La Fraineuse by Baukunst
© Maxime Delvaux

In Spa, Baukunst upturned the base instructions to reorganize the whole sports centre of La Fraineuse: instead of pavilions scattered across the site, they preferred to reorganize the flows, highlighting what already existed and concentrating the architectural intervention in a single new building creating an aesthetic dialogue simultaneous with the great modern masters and eighteenth-century Versailles.

Your lungs burn. Vapour rises from your brow and neck as sweat steams in the cold woodland air. Your body tiring, you turn towards the grand house and its invisible twin to collect your time from the adjudicator's cylindrical office.

This is the project of Brussels-based practice Baukunst. It is a lowslung square pressed into a slope, connecting underground to a refurbished manor house – in fact a twentieth-century pastiche of Ange-Jacques Gabriel's Petit Trianon at Versailles.

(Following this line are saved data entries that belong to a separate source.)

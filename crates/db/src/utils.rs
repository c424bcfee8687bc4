use rand::{distributions::Alphanumeric, Rng};

pub fn random_string(size: usize) -> String {
    rand::thread_rng()
        .sample_iter(&Alphanumeric)
        .take(size)
        .map(char::from)
        .collect()
}
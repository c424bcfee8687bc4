use serde::Deserialize;

#[derive(Clone, Deserialize)]
pub struct Config {
    pub web: Web,
    pub database: Database,
    #[serde(default)]
    pub uploads: Uploads,
}

#[derive(Clone, Deserialize)]
pub struct Web {
    pub domain: String,
    pub port: u16,
    #[serde(default = "host_default")]
    pub host: String,
}

#[derive(Clone, Deserialize)]
pub struct Database {
    pub uri: String,
}

#[derive(Clone, Deserialize)]
pub struct Uploads {
    #[serde(default = "uploads_dir_default")]
    pub dir: String,
}

impl Default for Uploads {
    fn default() -> Self {
        Uploads {
            dir: uploads_dir_default(),
        }
    }
}

fn host_default() -> String {
    String::from("0.0.0.0")
}

fn uploads_dir_default() -> String {
    String::from("uploads")
}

Together the enigmatic pair provide administrative and visitor facilities for La Fraineuse, an elite sports centre surrounded by forest at Spa, Belgium.

Architect Adrien Verschuere and his team won the project through an invited competition in 2008 and though they have completed work elsewhere since, this is their first real building. Baukunst worked across the site on landscaping, traffic flow, demolitions and restoration but their new visitor centre is the key node connecting all the pieces.

Allusions to Mies van der Rohe are so overt that they do not need to be spelled out – it is as if the architects had purloined a piece of the Neue Nationalgalerie roof in Berlin and shipped it to Spa. But although the centre speaks with a Miesian language of Universal Space, instead of mechanically adaptable volumes, its rooms are highly specific, wrought from specially developed insulated concrete cast on site with 60 cm thick walls.

However, this project should not be read as yet another instance of that move so often deployed by contemporary Western architects in the presence of an older building, which is to simply juxtapose overtly modern with overtly non-modern, lazily using architectural contrast as a substitute for conversation. The intentions here are far more ambitious.

Previously the house was marooned in an asphalt pool of car parking. It lent a sense of faux classical grandeur to an athletics track in front but felt isolated. Baukunst's intervention establishes a clear territory surrounding the house with a gravel-strewn plinth upon which the fake chateau is anchored. The next-door visitor centre then inverts this arrangement with solid becoming void and vice versa. The new roof overhangs an area comparable in scale to the plinth while in the middle, instead of a building pushing up, an opening pushes down into a sunken courtyard. Figure becomes ground – it is as if the architects have constructed an antimatter sibling for the chateau whose presence can be felt through its absence.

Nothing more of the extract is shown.